Many chemicals released into the environment display estrogenic activity including the oral contraceptive ethinyl estradiol (EE2) and the plastic monomer bisphenol A (BPA). EE2 is present in some aquatic systems at concentrations sufficient to alter reproductive function of fishes. Many concerns have been raised about the potential effects of BPA. The National Toxicology Program rated the potential effects of low doses of BPA on behavior and central nervous system (CNS) as an area of « some concern, » whereas most effects were rated as of « negligible » or « minimal » concern. However, the number of robust studies in this area was limited. The current study was designed to determine if maternal exposure to relatively low oral doses of EE2 or BPA in utero and during lactation would alter the expression of well-characterized sexually dimorphic behaviors or alter the age of puberty or reproductive function in the female Long-Evans rat offspring. Pregnant rats were gavaged with vehicle, EE2 (0.05-50 microg/kg/day), or BPA (2, 20, and 200 microg/kg/day) from day 7 of gestation to postnatal day (PND) 18, and the female offspring were studied. EE2 (50 microg/kg/day) increased anogenital distance and reduced pup body weight at PND2, accelerated the age at vaginal opening, reduced F1 fertility and F2 litter sizes, and induced malformations of the external genitalia (5 microg/kg).

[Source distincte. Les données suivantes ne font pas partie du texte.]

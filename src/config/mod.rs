use serde::Deserialize;
use std::net::IpAddr;
use std::path::PathBuf;

#[derive(Debug, Clone, Deserialize)]
pub struct AppConfig {
	pub telemetry: TelemetryConfig,
	pub http: HttpServerConfig,
	pub storage: StorageConfig,
}

impl AppConfig {
	/// Loads the configuration from the embedded defaults, an optional `config.toml`
	/// next to the binary and `MWL_*` environment variables, in that order of precedence.
	///
	/// The environment separator is `__` so that fields with underscores in
	/// their names stay addressable, e.g. `MWL_STORAGE__WORKLIST_DIR`.
	pub fn new() -> Result<Self, config::ConfigError> {
		use config::Config;
		let s = Config::builder()
			.add_source(config::File::from_str(
				include_str!("defaults.toml"),
				config::FileFormat::Toml,
			))
			.add_source(config::File::with_name("config.toml").required(false))
			.add_source(
				config::Environment::with_prefix("MWL")
					.prefix_separator("_")
					.separator("__"),
			)
			.build()?;

		s.try_deserialize()
	}
}

#[derive(Debug, Clone, Deserialize)]
pub struct TelemetryConfig {
	/// Configurable logging level. Also configurable via the RUST_LOG env var.
	pub level: String,
}

#[derive(Debug, Clone, Deserialize)]
pub struct HttpServerConfig {
	/// The interface the worklist server will be listening on.
	pub interface: IpAddr,
	/// The port for the worklist server.
	pub port: u16,
	/// Request timeout in seconds.
	pub request_timeout: u64,
}

#[derive(Debug, Clone, Deserialize)]
pub struct StorageConfig {
	/// The directory holding the persisted `.wl` files.
	/// Created at startup if it does not exist.
	pub worklist_dir: PathBuf,
}

#[cfg(test)]
mod tests {
	use super::*;

	#[test]
	fn defaults_load() {
		let config = AppConfig::new().unwrap();
		assert_eq!(config.http.port, 8092);
		assert_eq!(config.http.request_timeout, 60);
	}

	#[test]
	fn environment_overrides_underscored_fields() {
		std::env::set_var("MWL_STORAGE__WORKLIST_DIR", "/srv/worklists");
		let config = AppConfig::new().unwrap();
		std::env::remove_var("MWL_STORAGE__WORKLIST_DIR");
		assert_eq!(config.storage.worklist_dir, PathBuf::from("/srv/worklists"));
	}
}
use std::sync::atomic::{AtomicU64, Ordering};
use std::time::{SystemTime, UNIX_EPOCH};
use uuid::Uuid;

/// The organizational root all generated UIDs live under.
pub const UID_ROOT: &str = "1.2.826.0.1.3680043.8.498";

/// Generates dotted-numeric UIDs for studies and SOP instances.
///
/// Each UID is the fixed root followed by the epoch seconds, twelve random
/// digits and a process-wide counter. The counter guarantees that no two
/// calls within the same process collide; the random component is not meant
/// to be unguessable, only unique. The result stays within the 64 character
/// UI limit.
#[derive(Debug, Default, Clone, Copy)]
pub struct UidGenerator;

impl UidGenerator {
	pub const fn new() -> Self {
		Self
	}

	pub fn next(&self) -> String {
		static SEQUENCE: AtomicU64 = AtomicU64::new(0);

		let seconds = SystemTime::now()
			.duration_since(UNIX_EPOCH)
			.unwrap_or_default()
			.as_secs();
		let random = Uuid::new_v4().as_u128() % 1_000_000_000_000;
		let sequence = SEQUENCE.fetch_add(1, Ordering::SeqCst);
		format!("{UID_ROOT}.{seconds}.{random}.{sequence}")
	}
}

#[cfg(test)]
mod tests {
	use super::*;
	use std::collections::HashSet;

	#[test]
	fn uids_are_unique_within_a_process() {
		let generator = UidGenerator::new();
		let uids: HashSet<String> = (0..1000).map(|_| generator.next()).collect();
		assert_eq!(uids.len(), 1000);
	}

	#[test]
	fn uids_are_dotted_numeric_under_the_root() {
		let uid = UidGenerator::new().next();
		assert!(uid.starts_with(UID_ROOT));
		assert!(uid.len() <= 64);
		assert!(uid.chars().all(|c| c.is_ascii_digit() || c == '.'));
	}
}
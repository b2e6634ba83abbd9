//! Worklist management endpoints.
//!
//! `GET /api/worklists` returns the listing as a bare JSON array so that
//! clients can bind it directly; create and delete wrap their result in a
//! `success` envelope.

use crate::store::StoreError;
use crate::types::NewWorklistItem;
use crate::AppState;
use axum::extract::{Path, State};
use axum::http::StatusCode;
use axum::response::{IntoResponse, Response};
use axum::routing::{delete, get};
use axum::{Json, Router};
use chrono::Utc;
use serde_json::json;
use tracing::{error, instrument};

#[rustfmt::skip]
pub fn routes() -> Router<AppState> {
	Router::new()
		.route("/worklists", get(list_worklists).post(create_worklist))
		.route("/worklists/{filename}", delete(delete_worklist))
}

#[instrument(skip_all)]
async fn list_worklists(State(state): State<AppState>) -> Result<Response, ApiError> {
	let entries = state.store.lock().await.list().await?;
	Ok(Json(entries).into_response())
}

#[instrument(skip_all)]
async fn create_worklist(
	State(state): State<AppState>,
	Json(item): Json<NewWorklistItem>,
) -> Result<Response, ApiError> {
	let filename = state.store.lock().await.create(item).await?;
	Ok((
		StatusCode::CREATED,
		Json(json!({
			"success": true,
			"filename": filename,
			"message": "Worklist item created successfully",
		})),
	)
		.into_response())
}

#[instrument(skip_all)]
async fn delete_worklist(
	State(state): State<AppState>,
	Path(filename): Path<String>,
) -> Result<Response, ApiError> {
	state.store.lock().await.delete(&filename).await?;
	Ok(Json(json!({ "success": true })).into_response())
}

pub async fn health(State(state): State<AppState>) -> impl IntoResponse {
	Json(json!({
		"status": "healthy",
		"timestamp": Utc::now().to_rfc3339(),
		"worklistDir": state.config.storage.worklist_dir,
		"port": state.config.http.port,
	}))
}

/// Maps store failures onto HTTP statuses: rejected input is the client's
/// fault, everything touching the filesystem or the self-check is ours.
struct ApiError(StoreError);

impl From<StoreError> for ApiError {
	fn from(err: StoreError) -> Self {
		Self(err)
	}
}

impl IntoResponse for ApiError {
	fn into_response(self) -> Response {
		let status = match &self.0 {
			StoreError::Encode(_)
			| StoreError::Validation(_)
			| StoreError::InvalidAccessionNumber(_) => StatusCode::BAD_REQUEST,
			StoreError::NotFound(_) => StatusCode::NOT_FOUND,
			StoreError::RoundTrip(_) | StoreError::Io(_) => StatusCode::INTERNAL_SERVER_ERROR,
		};
		if status.is_server_error() {
			error!("Worklist request failed: {}", self.0);
		}
		(status, Json(json!({ "error": self.0.to_string() }))).into_response()
	}
}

F1 females exposed to EE2 also displayed a reduced (male-like) saccharin preference (5 microg/kg) and absence of lordosis behavior (15 microg/kg), indications of defeminization of the CNS. BPA had no effect on any of the aforementioned measures. These results demonstrate that developmental exposure to pharmacologically relevant dosage levels of EE2 can permanently disrupt the reproductive morphology and function of the female rat.